Description of the task
Down to the last line, repeat the entries exactly.
◆ ◆ ◆ ◆ ◆ ◆ ◆
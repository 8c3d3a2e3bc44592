//! Reduction traces and their bottom-up evaluation.

use std::fmt;

/// One move of the shift-reduce driver.
#[derive(Debug, Copy, Clone, PartialEq, Eq, Hash)]
pub enum Step {
    Shift,
    /// Collapse the last `arity` values into one.
    Reduce { arity: usize },
    Accept,
}

impl fmt::Display for Step {
    fn fmt(&self, f: &mut fmt::Formatter<'_>) -> fmt::Result {
        match self {
            Step::Shift => f.write_str("shift"),
            Step::Reduce { arity } => write!(f, "reduce/{}", arity),
            Step::Accept => f.write_str("accept"),
        }
    }
}

/// The output of a successful parse.
///
/// `reductions` lists the reduced productions in order, which read as a
/// reverse rightmost derivation. `steps` is the full action trace; its
/// `Reduce` entries line up one to one with `reductions`.
#[derive(Debug, Clone, PartialEq, Eq)]
pub struct Derivation<R> {
    pub reductions: Vec<R>,
    pub steps: Vec<Step>,
}

impl<R> Default for Derivation<R> {
    fn default() -> Self {
        Self {
            reductions: vec![],
            steps: vec![],
        }
    }
}

#[derive(Debug, thiserror::Error, PartialEq, Eq)]
#[non_exhaustive]
pub enum EvalError {
    #[error("step {step}: ran out of tokens")]
    MissingToken { step: usize },

    #[error("step {step}: ran out of reductions")]
    MissingReduction { step: usize },

    #[error("step {step}: not enough values on the stack")]
    StackUnderflow { step: usize },

    #[error("accepted with {remaining} values on the stack")]
    Unbalanced { remaining: usize },

    #[error("the trace does not end with accept")]
    NotAccepted,
}

impl<R> Derivation<R> {
    /// Replay the trace against `tokens`, bottom-up.
    ///
    /// `shift` turns each consumed token into a value. `reduce` receives the
    /// production handle and the values of its body, left to right (empty
    /// for an epsilon production). The value left on accept is returned.
    pub fn evaluate<I, V, S, F>(&self, tokens: I, mut shift: S, mut reduce: F) -> Result<V, EvalError>
    where
        I: IntoIterator,
        S: FnMut(I::Item) -> V,
        F: FnMut(&R, Vec<V>) -> V,
    {
        let mut tokens = tokens.into_iter();
        let mut reductions = self.reductions.iter();
        let mut stack: Vec<V> = vec![];

        for (step, action) in self.steps.iter().enumerate() {
            match *action {
                Step::Shift => {
                    let token = tokens.next().ok_or(EvalError::MissingToken { step })?;
                    stack.push(shift(token));
                }
                Step::Reduce { arity } => {
                    let production = reductions
                        .next()
                        .ok_or(EvalError::MissingReduction { step })?;
                    let at = stack
                        .len()
                        .checked_sub(arity)
                        .ok_or(EvalError::StackUnderflow { step })?;
                    let args = stack.split_off(at);
                    stack.push(reduce(production, args));
                }
                Step::Accept => {
                    return match (stack.pop(), stack.len()) {
                        (Some(value), 0) => Ok(value),
                        (None, _) => Err(EvalError::Unbalanced { remaining: 0 }),
                        (Some(..), n) => Err(EvalError::Unbalanced { remaining: n + 1 }),
                    };
                }
            }
        }

        Err(EvalError::NotAccepted)
    }
}

#[cfg(test)]
mod tests {
    use super::*;

    #[test]
    fn builds_a_tree_from_the_trace() {
        // S -> a S | b, input "a b"
        let derivation = Derivation {
            reductions: vec!["S -> b", "S -> a S"],
            steps: vec![
                Step::Shift,
                Step::Shift,
                Step::Reduce { arity: 1 },
                Step::Reduce { arity: 2 },
                Step::Accept,
            ],
        };
        let tree = derivation
            .evaluate(
                ["a", "b"],
                |t| t.to_owned(),
                |p, args| format!("{}({})", p.split(' ').next().unwrap(), args.join(",")),
            )
            .unwrap();
        assert_eq!(tree, "S(a,S(b))");
    }

    #[test]
    fn epsilon_reductions_get_no_arguments() {
        let derivation = Derivation {
            reductions: vec![0u32],
            steps: vec![Step::Reduce { arity: 0 }, Step::Accept],
        };
        let value = derivation
            .evaluate(Vec::<()>::new(), |_| 0usize, |_, args| {
                assert!(args.is_empty());
                42
            })
            .unwrap();
        assert_eq!(value, 42);
    }

    #[test]
    fn malformed_traces() {
        let derivation = Derivation {
            reductions: vec![()],
            steps: vec![Step::Shift, Step::Reduce { arity: 2 }, Step::Accept],
        };
        let err = derivation.evaluate([1], |t| t, |_, _| 0).unwrap_err();
        assert_eq!(err, EvalError::StackUnderflow { step: 1 });

        let derivation = Derivation::<()> {
            reductions: vec![],
            steps: vec![Step::Shift, Step::Shift],
        };
        let err = derivation.evaluate([1], |t| t, |_, _| 0).unwrap_err();
        assert_eq!(err, EvalError::MissingToken { step: 1 });

        let derivation = Derivation::<()> {
            reductions: vec![],
            steps: vec![Step::Shift, Step::Shift, Step::Accept],
        };
        let err = derivation.evaluate([1, 2], |t| t, |_, _| 0).unwrap_err();
        assert_eq!(err, EvalError::Unbalanced { remaining: 2 });

        let derivation = Derivation::<()>::default();
        let err = derivation.evaluate([1], |t| t, |_, _| 0).unwrap_err();
        assert_eq!(err, EvalError::NotAccepted);
    }
}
◆ ◆ ◆ ◆ ◆ ◆ ◆
Result for this exercise
repository 8c3d3a2e3bc44592
//! Reduction traces and their bottom-up evaluation.

use std::fmt;

/// One move of the shift-reduce driver.
#[derive(Debug, Copy, Clone, PartialEq, Eq, Hash)]
pub enum Step {
    Shift,
    /// Collapse the last `arity` values into one.
    Reduce { arity: usize },
    Accept,
}

impl fmt::Display for Step {
    fn fmt(&self, f: &mut fmt::Formatter<'_>) -> fmt::Result {
        match self {
            Step::Shift => f.write_str("shift"),
            Step::Reduce { arity } => write!(f, "reduce/{}", arity),
            Step::Accept => f.write_str("accept"),
        }
    }
}

/// The output of a successful parse.
///
/// `reductions` lists the reduced productions in order, which read as a
/// reverse rightmost derivation. `steps` is the full action trace; its
/// `Reduce` entries line up one to one with `reductions`.
#[derive(Debug, Clone, PartialEq, Eq)]
pub struct Derivation<R> {
    pub reductions: Vec<R>,
    pub steps: Vec<Step>,
}

impl<R> Default for Derivation<R> {
    fn default() -> Self {
        Self {
            reductions: vec![],
            steps: vec![],
        }
    }
}

#[derive(Debug, thiserror::Error, PartialEq, Eq)]
#[non_exhaustive]
pub enum EvalError {
    #[error("step {step}: ran out of tokens")]
    MissingToken { step: usize },

    #[error("step {step}: ran out of reductions")]
    MissingReduction { step: usize },

    #[error("step {step}: not enough values on the stack")]
    StackUnderflow { step: usize },

    #[error("accepted with {remaining} values on the stack")]
    Unbalanced { remaining: usize },

    #[error("the trace does not end with accept")]
    NotAccepted,
}

impl<R> Derivation<R> {
    /// Replay the trace against `tokens`, bottom-up.
    ///
    /// `shift` turns each consumed token into a value. `reduce` receives the
    /// production handle and the values of its body, left to right (empty
    /// for an epsilon production). The value left on accept is returned.
    pub fn evaluate<I, V, S, F>(&self, tokens: I, mut shift: S, mut reduce: F) -> Result<V, EvalError>
    where
        I: IntoIterator,
        S: FnMut(I::Item) -> V,
        F: FnMut(&R, Vec<V>) -> V,
    {
        let mut tokens = tokens.into_iter();
        let mut reductions = self.reductions.iter();
        let mut stack: Vec<V> = vec![];

        for (step, action) in self.steps.iter().enumerate() {
            match *action {
                Step::Shift => {
                    let token = tokens.next().ok_or(EvalError::MissingToken { step })?;
                    stack.push(shift(token));
                }
                Step::Reduce { arity } => {
                    let production = reductions
                        .next()
                        .ok_or(EvalError::MissingReduction { step })?;
                    let at = stack
                        .len()
                        .checked_sub(arity)
                        .ok_or(EvalError::StackUnderflow { step })?;
                    let args = stack.split_off(at);
                    stack.push(reduce(production, args));
                }
                Step::Accept => {
                    return match (stack.pop(), stack.len()) {
                        (Some(value), 0) => Ok(value),
                        (None, _) => Err(EvalError::Unbalanced { remaining: 0 }),
                        (Some(..), n) => Err(EvalError::Unbalanced { remaining: n + 1 }),
                    };
                }
            }
        }

        Err(EvalError::NotAccepted)
    }
}

#[cfg(test)]
mod tests {
    use super::*;

    #[test]
    fn builds_a_tree_from_the_trace() {
        // S -> a S | b, input "a b"
        let derivation = Derivation {
            reductions: vec!["S -> b", "S -> a S"],
            steps: vec![
                Step::Shift,
                Step::Shift,
                Step::Reduce { arity: 1 },
                Step::Reduce { arity: 2 },
                Step::Accept,
            ],
        };
        let tree = derivation
            .evaluate(
                ["a", "b"],
                |t| t.to_owned(),
                |p, args| format!("{}({})", p.split(' ').next().unwrap(), args.join(",")),
            )
            .unwrap();
        assert_eq!(tree, "S(a,S(b))");
    }

    #[test]
    fn epsilon_reductions_get_no_arguments() {
        let derivation = Derivation {
            reductions: vec![0u32],
            steps: vec![Step::Reduce { arity: 0 }, Step::Accept],
        };
        let value = derivation
            .evaluate(Vec::<()>::new(), |_| 0usize, |_, args| {
                assert!(args.is_empty());
                42
            })
            .unwrap();
        assert_eq!(value, 42);
    }

    #[test]
    fn malformed_traces() {
        let derivation = Derivation {
            reductions: vec![()],
            steps: vec![Step::Shift, Step::Reduce { arity: 2 }, Step::Accept],
        };
        let err = derivation.evaluate([1], |t| t, |_, _| 0).unwrap_err();
        assert_eq!(err, EvalError::StackUnderflow { step: 1 });

        let derivation = Derivation::<()> {
            reductions: vec![],
            steps: vec![Step::Shift, Step::Shift],
        };
        let err = derivation.evaluate([1], |t| t, |_, _| 0).unwrap_err();
        assert_eq!(err, EvalError::MissingToken { step: 1 });

        let derivation = Derivation::<()> {
            reductions: vec![],
            steps: vec![Step::Shift, Step::Shift, Step::Accept],
        };
        let err = derivation.evaluate([1, 2], |t| t, |_, _| 0).unwrap_err();
        assert_eq!(err, EvalError::Unbalanced { remaining: 2 });

        let derivation = Derivation::<()>::default();
        let err = derivation.evaluate([1], |t| t, |_, _| 0).unwrap_err();
        assert_eq!(err, EvalError::NotAccepted);
    }
}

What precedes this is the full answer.